Why do women experience menopause?

Dear Cecil:

What's up with menopause? As a woman in her late 40s experiencing hot flashes and other signs of the looming cessation of menstruation, I'm wondering why women lose the ability to reproduce while men retain it, at least theoretically, until death. Not that I'm going to miss the pill, tampons, etc., but there's a lack of symmetry here that bothers my sense of aesthetics. Please advise.

Cecil replies:

I know it doesn’t seem fair, ma’am, but look at the bright side. Would you rather be part of the primary target demographic for Viagra?

There used to be a comforting theory about menopause. In a famous 1957 paper, evolutionary biologist George C. Williams argued that menopause differed from other consequences of old age, such as failing eyesight and wrinkles, in that (a) it happened relatively early in life, usually around the half-century mark, and (b) it was inevitable regardless of how much attention a woman paid to her health. What’s more, he said, it seemed to be unique to humans. Other female mammals, most notably other female primates, were capable of bearing children till the end.

Williams explained this apparent oddity by claiming that menopause, far from being a sign of decrepitude, was actually a positive evolutionary adaptation. A postmenopausal woman could see her progeny through to maturity without fear that she’d die in childbirth after a late pregnancy. Others elaborated on this idea, noting that a postmenopausal woman could assist in raising her grandchildren and serve as a repository of tribal knowledge besides.
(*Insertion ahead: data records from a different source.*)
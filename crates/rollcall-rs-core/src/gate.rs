//! Membership verification guarding entry to the intake flow.

use log::{debug, warn};
use rollcall_rs_protocol::{Transport, UserId};
use std::sync::Arc;

/// Outcome of a gate check.
#[derive(Debug, Clone, PartialEq, Eq)]
pub enum GateOutcome {
    /// Every required channel reported an active membership.
    Passed,
    /// Channels the user is not an active member of.
    Missing(Vec<String>),
}

impl GateOutcome {
    /// Whether the user may enter the flow.
    pub fn passed(&self) -> bool {
        matches!(self, GateOutcome::Passed)
    }
}

/// Checks that a user is an active member of every required channel.
///
/// Each check is a fresh remote query; results are never cached. Any query
/// failure counts as "not a member", so the gate fails closed.
pub struct MembershipGate {
    transport: Arc<dyn Transport>,
    channels: Vec<String>,
}

impl MembershipGate {
    /// Create a gate over the given channel handles.
    pub fn new(transport: Arc<dyn Transport>, channels: Vec<String>) -> Self {
        Self {
            transport,
            channels,
        }
    }

    /// Whether any channels are configured; an empty list disables the gate.
    pub fn is_enabled(&self) -> bool {
        !self.channels.is_empty()
    }

    /// The channels the gate requires.
    pub fn channels(&self) -> &[String] {
        &self.channels
    }

    /// Check the user against every required channel.
    pub async fn check(&self, user_id: UserId) -> GateOutcome {
        let mut missing = Vec::new();
        for channel in &self.channels {
            match self.transport.membership_status(channel, user_id).await {
                Ok(status) if status.is_active() => {
                    debug!(
                        "membership confirmed (channel={}, user_id={})",
                        channel, user_id
                    );
                }
                Ok(status) => {
                    debug!(
                        "membership missing (channel={}, user_id={}, status={:?})",
                        channel, user_id, status
                    );
                    missing.push(channel.clone());
                }
                Err(err) => {
                    warn!(
                        "membership check failed, treating as not a member (channel={}, user_id={}, error={})",
                        channel, user_id, err
                    );
                    missing.push(channel.clone());
                }
            }
        }
        if missing.is_empty() {
            GateOutcome::Passed
        } else {
            GateOutcome::Missing(missing)
        }
    }
}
This “granny effect,” as it came to be known, was seen as one of the crucial factors that had enabled humanity to pull itself out of the swamps, right up there with the harnessing of fire.
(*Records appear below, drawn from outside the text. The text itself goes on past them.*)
//! In-memory per-user session store.

use crate::record::DraftRecord;
use log::{debug, info};
use parking_lot::Mutex;
use rollcall_rs_protocol::{ChatId, UserId};
use std::collections::HashMap;

/// Where a session currently is.
#[derive(Debug, Clone, Copy, PartialEq, Eq)]
pub enum SessionPhase {
    /// Waiting for the answer to the step at this cursor.
    InStep(usize),
    /// Sequence complete but the last persist failed; awaiting retry.
    SaveFailed,
}

/// One user's in-progress intake session.
#[derive(Debug, Clone, PartialEq, Eq)]
pub struct Session {
    /// Chat replies go to.
    pub chat_id: ChatId,
    /// Current flow position.
    pub phase: SessionPhase,
    /// Answers collected so far.
    pub draft: DraftRecord,
}

/// Session map keyed by user id.
///
/// The dispatch loop handles one update at a time, so no two events for the
/// same user ever race on a session; the lock only guards the map itself.
#[derive(Default)]
pub struct SessionStore {
    sessions: Mutex<HashMap<UserId, Session>>,
}

impl SessionStore {
    /// Create an empty store.
    pub fn new() -> Self {
        Self::default()
    }

    /// Start a fresh session, clearing any previous one for the user.
    pub fn begin(&self, user_id: UserId, chat_id: ChatId, draft: DraftRecord) {
        let session = Session {
            chat_id,
            phase: SessionPhase::InStep(0),
            draft,
        };
        let previous = self.sessions.lock().insert(user_id, session);
        if previous.is_some() {
            info!("restarted session (user_id={})", user_id);
        } else {
            debug!("created session (user_id={})", user_id);
        }
    }

    /// Run a closure against the user's session, if one exists.
    pub fn with_session<R>(
        &self,
        user_id: UserId,
        f: impl FnOnce(&mut Session) -> R,
    ) -> Option<R> {
        self.sessions.lock().get_mut(&user_id).map(f)
    }

    /// Whether the user has an in-progress session.
    pub fn contains(&self, user_id: UserId) -> bool {
        self.sessions.lock().contains_key(&user_id)
    }

    /// Remove and return the user's session.
    pub fn remove(&self, user_id: UserId) -> Option<Session> {
        let removed = self.sessions.lock().remove(&user_id);
        if removed.is_some() {
            debug!("removed session (user_id={})", user_id);
        }
        removed
    }
}

#[cfg(test)]
mod tests {
    use super::{SessionPhase, SessionStore};
    use crate::record::{DraftRecord, Field};
    use pretty_assertions::assert_eq;

    #[test]
    fn begin_replaces_any_previous_session() {
        let store = SessionStore::new();
        store.begin(1, 10, DraftRecord::new(1, None));
        store
            .with_session(1, |session| {
                session.phase = SessionPhase::InStep(2);
                session.draft.set(Field::School, "Lyceum 1".to_string());
            })
            .expect("session");

        store.begin(1, 10, DraftRecord::new(1, None));
        let (phase, school) = store
            .with_session(1, |session| {
                (session.phase, session.draft.get(Field::School).map(str::to_string))
            })
            .expect("session");
        assert_eq!(phase, SessionPhase::InStep(0));
        assert_eq!(school, None);
    }

    #[test]
    fn remove_ends_the_session() {
        let store = SessionStore::new();
        assert!(store.remove(1).is_none());
        store.begin(1, 10, DraftRecord::new(1, None));
        assert!(store.contains(1));
        assert!(store.remove(1).is_some());
        assert!(!store.contains(1));
    }
}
Charming though it was, the granny hypothesis suffered from certain defects. The most obvious was that until the 20th century menopause wasn’t just the time when a woman ceased ovulating; it was more or less the time when she died. Average age at menopause today is 51; average life expectancy in 1900 had only reached 47. In other words, during most of evolutionary history, the average woman had enough eggs to last a lifetime. Anthropological research turned up little support for the granny effect, and theoretical models suggested that, notwithstanding the social benefits of nonchildbearing grandmothers, more offspring would survive if women just kept having babies.

To many eyes, the final blow for the granny effect was a 1998 paper by University of Minnesota ecologist Craig Packer, who refuted the idea that only human females go through menopause. Citing earlier research, he noted that menopause occurs in a number of other mammalian species, including dogs, rabbits, elephants, whales, etc., and may well be a trait of all mammalian females.

What’s more, the timing of menopause in other species suggests why it occurs when it does in humans, despite increased life expectancy. Female baboons experience a decline in fertility after age 21; few live past 26 or 27. But since a baboon takes only six years to reach puberty, that’s OK — the young will be grown before the mother dies. Similarly, female lions become markedly less fertile after age 13 and are usually dead by 18 — again OK, from the standpoint of the species, because a lion cub reaches puberty at three. Turning to our own kind, women experience reproductive decline after 40 and until modern times typically died in their 50s, but their kids reach puberty at around 11 … you get the picture. Female mammals remain fertile long enough to be able to raise their young before they die, and no longer.

Packer and his associates went on to examine survival rates among lions with living grandmothers versus those without. They found no granny effect. On the contrary, grandma lions enhanced the survival of their pride’s offspring only if they hadn’t yet gone through menopause and could help suckle their daughters’ cubs while raising more of their own.

Granny effect proponents haven’t given up. Anthropologist Kristen Hawkes has studied an African tribe called the Hadza whose survival depends on grandmothers who forage for food while mothers breast-feed their infants. So the argument isn’t over. But for now it appears menopause doesn’t mark your graduation to some higher stage of nurturing; it just means you’ve gotten old.